*** The input Section Begins ***

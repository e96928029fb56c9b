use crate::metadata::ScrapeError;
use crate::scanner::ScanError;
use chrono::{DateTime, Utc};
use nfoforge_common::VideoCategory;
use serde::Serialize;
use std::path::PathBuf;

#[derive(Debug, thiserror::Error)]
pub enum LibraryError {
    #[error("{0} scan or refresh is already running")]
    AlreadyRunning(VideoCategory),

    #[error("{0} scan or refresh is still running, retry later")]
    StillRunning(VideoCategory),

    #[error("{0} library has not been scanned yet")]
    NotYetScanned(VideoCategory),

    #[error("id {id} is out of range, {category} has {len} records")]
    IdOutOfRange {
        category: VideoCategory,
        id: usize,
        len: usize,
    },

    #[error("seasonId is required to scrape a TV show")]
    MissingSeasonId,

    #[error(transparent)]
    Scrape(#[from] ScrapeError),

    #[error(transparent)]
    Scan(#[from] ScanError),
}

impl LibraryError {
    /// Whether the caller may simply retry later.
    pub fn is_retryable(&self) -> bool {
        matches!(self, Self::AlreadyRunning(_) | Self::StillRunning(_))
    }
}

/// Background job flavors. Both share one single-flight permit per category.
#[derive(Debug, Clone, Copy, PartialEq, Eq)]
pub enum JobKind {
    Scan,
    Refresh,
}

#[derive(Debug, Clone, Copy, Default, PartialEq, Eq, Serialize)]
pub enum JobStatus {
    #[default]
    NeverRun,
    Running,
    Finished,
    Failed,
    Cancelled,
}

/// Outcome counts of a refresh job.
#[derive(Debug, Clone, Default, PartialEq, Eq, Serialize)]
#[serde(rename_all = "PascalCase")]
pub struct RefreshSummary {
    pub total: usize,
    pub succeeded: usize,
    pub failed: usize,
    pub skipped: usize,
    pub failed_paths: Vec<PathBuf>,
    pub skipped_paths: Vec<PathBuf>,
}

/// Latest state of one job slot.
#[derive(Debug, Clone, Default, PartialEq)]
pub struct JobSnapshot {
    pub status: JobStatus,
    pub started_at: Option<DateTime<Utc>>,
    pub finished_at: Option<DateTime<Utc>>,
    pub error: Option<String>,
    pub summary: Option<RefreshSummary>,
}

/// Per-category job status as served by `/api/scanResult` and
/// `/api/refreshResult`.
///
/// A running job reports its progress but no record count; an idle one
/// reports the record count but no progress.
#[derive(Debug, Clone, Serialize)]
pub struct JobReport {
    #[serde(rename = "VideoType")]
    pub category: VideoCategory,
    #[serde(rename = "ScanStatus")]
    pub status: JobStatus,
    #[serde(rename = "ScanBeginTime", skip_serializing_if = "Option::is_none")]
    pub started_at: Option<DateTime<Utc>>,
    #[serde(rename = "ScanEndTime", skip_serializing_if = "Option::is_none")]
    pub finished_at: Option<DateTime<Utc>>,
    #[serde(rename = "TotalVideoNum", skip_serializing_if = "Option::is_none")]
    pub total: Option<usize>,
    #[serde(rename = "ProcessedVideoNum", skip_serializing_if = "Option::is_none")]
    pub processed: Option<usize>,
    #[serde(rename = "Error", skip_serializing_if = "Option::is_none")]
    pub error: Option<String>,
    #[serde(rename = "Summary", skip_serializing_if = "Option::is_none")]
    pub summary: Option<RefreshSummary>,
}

*** The input Section Ends ***
*** The input Section Begins ***

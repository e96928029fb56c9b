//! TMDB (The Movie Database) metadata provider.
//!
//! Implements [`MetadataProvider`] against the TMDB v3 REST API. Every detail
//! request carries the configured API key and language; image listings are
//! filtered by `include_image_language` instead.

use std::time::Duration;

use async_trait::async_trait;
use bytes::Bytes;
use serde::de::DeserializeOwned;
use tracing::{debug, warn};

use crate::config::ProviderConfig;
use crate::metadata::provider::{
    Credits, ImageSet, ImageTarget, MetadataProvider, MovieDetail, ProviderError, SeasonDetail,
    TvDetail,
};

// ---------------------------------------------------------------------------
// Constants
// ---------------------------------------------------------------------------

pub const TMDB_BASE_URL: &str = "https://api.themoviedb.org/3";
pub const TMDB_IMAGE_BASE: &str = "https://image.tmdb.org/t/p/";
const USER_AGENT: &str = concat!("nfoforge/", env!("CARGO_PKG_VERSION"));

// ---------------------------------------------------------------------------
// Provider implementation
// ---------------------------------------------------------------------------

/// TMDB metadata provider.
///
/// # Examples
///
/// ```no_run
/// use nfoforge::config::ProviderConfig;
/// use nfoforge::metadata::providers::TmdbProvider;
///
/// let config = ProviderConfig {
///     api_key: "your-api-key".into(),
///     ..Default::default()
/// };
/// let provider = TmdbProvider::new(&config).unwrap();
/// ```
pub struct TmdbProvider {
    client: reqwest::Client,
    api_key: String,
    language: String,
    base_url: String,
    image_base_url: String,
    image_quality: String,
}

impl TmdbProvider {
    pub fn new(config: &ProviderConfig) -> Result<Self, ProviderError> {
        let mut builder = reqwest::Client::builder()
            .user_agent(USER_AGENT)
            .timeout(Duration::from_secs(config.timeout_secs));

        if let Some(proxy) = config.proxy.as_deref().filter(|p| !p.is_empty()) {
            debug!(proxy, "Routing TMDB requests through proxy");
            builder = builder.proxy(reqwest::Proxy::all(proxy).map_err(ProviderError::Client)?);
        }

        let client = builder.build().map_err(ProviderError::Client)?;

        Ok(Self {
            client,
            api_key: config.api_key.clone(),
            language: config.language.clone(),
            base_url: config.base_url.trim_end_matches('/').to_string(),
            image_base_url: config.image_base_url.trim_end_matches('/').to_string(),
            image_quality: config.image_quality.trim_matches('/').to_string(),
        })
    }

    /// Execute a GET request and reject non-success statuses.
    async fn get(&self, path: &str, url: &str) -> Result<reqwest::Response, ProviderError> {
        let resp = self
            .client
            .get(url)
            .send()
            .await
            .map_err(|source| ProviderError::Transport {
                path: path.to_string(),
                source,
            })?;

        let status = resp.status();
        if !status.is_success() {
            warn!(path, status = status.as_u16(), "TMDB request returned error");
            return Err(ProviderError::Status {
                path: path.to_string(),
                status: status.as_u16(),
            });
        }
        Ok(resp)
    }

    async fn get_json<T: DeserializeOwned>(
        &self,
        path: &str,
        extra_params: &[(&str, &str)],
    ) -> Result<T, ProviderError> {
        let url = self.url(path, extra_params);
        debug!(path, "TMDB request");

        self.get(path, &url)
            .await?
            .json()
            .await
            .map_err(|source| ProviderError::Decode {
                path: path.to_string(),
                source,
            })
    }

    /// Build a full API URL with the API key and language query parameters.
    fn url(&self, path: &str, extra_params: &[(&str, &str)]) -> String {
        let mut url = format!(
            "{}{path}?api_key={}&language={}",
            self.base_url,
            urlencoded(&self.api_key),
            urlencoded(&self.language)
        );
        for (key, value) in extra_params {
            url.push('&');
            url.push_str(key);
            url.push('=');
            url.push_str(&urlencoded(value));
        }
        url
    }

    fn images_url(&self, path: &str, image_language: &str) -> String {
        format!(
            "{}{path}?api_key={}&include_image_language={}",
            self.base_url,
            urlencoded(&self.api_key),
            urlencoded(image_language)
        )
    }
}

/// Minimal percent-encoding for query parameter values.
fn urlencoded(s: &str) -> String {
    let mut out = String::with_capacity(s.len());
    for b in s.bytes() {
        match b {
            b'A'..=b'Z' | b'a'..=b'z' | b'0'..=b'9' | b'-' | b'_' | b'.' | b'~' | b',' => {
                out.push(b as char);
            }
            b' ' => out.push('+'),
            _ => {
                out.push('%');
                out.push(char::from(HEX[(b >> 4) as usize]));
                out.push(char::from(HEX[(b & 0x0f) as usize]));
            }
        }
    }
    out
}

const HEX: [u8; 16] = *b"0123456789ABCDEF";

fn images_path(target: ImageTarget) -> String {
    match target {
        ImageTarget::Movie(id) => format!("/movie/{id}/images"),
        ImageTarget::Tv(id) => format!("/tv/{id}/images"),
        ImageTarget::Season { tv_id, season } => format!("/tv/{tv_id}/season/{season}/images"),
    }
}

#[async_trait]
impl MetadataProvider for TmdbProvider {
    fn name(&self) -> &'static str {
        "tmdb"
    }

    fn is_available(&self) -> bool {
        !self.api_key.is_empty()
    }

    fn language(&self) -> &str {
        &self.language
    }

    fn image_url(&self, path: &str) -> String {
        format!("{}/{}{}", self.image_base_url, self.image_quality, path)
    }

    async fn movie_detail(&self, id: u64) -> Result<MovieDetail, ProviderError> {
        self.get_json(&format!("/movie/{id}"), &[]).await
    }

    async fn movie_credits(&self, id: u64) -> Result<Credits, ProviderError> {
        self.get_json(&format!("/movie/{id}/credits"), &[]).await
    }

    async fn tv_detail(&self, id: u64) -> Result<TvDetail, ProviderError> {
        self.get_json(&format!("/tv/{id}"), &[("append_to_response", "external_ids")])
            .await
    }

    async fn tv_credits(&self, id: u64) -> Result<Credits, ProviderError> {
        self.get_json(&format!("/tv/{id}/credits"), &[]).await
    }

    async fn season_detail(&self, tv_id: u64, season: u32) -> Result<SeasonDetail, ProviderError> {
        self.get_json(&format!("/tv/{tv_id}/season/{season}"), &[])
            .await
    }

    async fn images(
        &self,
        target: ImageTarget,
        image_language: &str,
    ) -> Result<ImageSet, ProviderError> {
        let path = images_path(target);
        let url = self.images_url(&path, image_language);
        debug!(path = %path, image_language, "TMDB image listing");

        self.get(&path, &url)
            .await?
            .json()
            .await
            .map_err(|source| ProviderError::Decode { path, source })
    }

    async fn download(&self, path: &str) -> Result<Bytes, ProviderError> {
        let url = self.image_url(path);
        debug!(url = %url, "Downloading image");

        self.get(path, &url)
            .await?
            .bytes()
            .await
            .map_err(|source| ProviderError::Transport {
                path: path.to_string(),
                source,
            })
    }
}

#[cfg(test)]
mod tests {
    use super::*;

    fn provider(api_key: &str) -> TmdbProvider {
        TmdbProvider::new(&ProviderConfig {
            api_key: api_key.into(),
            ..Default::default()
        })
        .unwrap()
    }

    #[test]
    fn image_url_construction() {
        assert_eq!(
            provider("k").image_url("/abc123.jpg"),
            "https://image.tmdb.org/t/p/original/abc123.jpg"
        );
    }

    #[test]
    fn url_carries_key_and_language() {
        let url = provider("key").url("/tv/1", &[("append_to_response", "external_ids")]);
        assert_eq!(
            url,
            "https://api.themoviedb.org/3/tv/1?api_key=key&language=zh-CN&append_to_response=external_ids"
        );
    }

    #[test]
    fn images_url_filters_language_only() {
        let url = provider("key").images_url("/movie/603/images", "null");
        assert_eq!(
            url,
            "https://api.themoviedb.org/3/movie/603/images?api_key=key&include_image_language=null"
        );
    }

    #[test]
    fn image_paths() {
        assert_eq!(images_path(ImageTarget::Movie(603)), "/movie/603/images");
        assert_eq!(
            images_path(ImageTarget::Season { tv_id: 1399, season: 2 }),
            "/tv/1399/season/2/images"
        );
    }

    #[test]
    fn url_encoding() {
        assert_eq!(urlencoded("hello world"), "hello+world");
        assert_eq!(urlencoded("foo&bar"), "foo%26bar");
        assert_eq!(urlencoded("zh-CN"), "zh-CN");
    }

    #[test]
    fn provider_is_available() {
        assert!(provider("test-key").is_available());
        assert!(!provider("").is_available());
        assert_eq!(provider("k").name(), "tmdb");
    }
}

*** The input Section Ends ***
*** The input Section Begins ***

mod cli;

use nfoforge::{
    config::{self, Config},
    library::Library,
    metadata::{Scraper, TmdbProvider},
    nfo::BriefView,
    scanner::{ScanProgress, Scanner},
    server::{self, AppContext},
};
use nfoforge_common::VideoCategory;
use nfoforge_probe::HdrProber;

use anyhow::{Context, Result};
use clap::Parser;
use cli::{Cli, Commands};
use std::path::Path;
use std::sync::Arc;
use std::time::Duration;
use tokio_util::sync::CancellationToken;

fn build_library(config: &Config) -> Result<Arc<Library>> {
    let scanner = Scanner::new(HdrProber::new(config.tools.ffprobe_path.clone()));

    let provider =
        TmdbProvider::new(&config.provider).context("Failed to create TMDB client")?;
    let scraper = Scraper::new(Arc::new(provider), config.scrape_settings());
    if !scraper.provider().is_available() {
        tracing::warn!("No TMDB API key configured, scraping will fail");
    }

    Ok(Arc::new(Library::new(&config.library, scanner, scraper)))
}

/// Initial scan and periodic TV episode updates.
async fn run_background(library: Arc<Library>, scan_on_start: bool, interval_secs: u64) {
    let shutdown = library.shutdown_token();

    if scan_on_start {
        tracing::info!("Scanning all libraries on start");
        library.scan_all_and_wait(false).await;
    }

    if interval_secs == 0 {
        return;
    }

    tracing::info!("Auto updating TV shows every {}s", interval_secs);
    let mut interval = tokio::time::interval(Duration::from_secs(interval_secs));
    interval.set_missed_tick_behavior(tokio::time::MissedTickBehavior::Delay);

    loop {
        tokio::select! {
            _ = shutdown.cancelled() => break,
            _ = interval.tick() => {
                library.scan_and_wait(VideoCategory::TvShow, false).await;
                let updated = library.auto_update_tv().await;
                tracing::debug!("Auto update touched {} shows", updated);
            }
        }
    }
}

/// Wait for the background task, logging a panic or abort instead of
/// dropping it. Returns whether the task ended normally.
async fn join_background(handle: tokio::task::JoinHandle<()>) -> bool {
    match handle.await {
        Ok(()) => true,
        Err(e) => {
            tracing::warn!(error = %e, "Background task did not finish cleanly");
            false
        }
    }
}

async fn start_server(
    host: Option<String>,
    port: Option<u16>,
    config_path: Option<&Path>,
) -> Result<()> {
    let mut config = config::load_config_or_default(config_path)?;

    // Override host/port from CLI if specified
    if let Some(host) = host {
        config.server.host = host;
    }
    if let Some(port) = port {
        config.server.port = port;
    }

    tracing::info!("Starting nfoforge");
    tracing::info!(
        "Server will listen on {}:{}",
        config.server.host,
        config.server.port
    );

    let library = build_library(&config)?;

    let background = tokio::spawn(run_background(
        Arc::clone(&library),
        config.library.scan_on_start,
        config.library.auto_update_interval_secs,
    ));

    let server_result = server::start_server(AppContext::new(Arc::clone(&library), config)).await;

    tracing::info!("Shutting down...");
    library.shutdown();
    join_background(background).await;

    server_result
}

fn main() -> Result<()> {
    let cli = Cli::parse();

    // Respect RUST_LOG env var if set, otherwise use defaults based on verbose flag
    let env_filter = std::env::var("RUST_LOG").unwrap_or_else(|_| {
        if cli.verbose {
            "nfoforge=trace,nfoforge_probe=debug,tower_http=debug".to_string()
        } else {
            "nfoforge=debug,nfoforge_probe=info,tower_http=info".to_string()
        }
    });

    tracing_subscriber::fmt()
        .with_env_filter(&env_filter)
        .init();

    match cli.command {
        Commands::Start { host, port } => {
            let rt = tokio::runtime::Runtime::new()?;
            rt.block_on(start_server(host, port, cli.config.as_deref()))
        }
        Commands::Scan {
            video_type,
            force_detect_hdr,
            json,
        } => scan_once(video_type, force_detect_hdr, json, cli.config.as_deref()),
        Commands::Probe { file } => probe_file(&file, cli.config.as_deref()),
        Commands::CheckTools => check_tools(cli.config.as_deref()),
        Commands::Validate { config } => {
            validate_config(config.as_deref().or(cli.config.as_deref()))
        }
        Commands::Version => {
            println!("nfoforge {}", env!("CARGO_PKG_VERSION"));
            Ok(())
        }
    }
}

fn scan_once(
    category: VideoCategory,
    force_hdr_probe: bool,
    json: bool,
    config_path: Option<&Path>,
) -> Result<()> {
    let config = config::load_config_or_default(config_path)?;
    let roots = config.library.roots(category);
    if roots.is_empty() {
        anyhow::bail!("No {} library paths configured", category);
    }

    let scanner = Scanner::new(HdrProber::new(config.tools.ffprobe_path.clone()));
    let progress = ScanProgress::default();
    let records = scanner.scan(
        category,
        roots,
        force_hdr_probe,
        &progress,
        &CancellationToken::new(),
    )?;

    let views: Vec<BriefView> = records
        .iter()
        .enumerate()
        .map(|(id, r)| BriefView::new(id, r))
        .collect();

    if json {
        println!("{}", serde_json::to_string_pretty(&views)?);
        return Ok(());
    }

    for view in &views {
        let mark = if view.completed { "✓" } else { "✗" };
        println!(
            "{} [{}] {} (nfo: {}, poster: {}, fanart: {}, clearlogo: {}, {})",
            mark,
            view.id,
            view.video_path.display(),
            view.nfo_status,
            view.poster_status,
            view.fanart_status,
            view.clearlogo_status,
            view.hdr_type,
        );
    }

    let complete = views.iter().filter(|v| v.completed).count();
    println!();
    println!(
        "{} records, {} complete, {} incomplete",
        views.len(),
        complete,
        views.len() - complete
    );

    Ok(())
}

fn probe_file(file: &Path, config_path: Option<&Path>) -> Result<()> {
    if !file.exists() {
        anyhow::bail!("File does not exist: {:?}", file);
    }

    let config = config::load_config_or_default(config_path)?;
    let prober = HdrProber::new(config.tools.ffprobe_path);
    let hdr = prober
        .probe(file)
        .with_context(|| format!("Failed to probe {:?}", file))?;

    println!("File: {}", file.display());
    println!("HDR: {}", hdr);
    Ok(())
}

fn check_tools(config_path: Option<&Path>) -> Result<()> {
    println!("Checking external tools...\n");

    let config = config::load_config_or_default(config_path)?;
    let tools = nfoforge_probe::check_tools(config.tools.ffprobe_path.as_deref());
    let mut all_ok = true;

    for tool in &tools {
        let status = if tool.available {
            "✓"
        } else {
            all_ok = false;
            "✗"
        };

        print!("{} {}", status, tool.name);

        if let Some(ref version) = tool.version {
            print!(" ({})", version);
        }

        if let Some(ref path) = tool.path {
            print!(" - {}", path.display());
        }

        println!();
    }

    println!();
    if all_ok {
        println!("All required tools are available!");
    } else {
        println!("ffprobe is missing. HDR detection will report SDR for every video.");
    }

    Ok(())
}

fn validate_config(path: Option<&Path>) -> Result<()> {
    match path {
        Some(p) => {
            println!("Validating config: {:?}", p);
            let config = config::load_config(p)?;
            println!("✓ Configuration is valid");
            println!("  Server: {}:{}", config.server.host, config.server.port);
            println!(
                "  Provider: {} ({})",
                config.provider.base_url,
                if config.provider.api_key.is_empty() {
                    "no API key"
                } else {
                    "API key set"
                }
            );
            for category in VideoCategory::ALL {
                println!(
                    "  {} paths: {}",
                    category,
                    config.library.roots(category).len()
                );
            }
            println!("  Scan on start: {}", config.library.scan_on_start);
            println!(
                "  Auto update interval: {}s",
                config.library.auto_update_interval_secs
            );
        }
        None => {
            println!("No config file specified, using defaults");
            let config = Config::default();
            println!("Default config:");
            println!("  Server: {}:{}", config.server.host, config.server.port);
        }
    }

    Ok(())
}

*** The input Section Ends ***

→ **Your instructions**:
An exact copy of the lines above, from the one containing "simply retry later." through the one containing "permit per category.", is the whole of the answer.

→ **Task solution**:
    /// Whether the caller may simply retry later.
    pub fn is_retryable(&self) -> bool {
        matches!(self, Self::AlreadyRunning(_) | Self::StillRunning(_))
    }
}

/// Background job flavors. Both share one single-flight permit per category.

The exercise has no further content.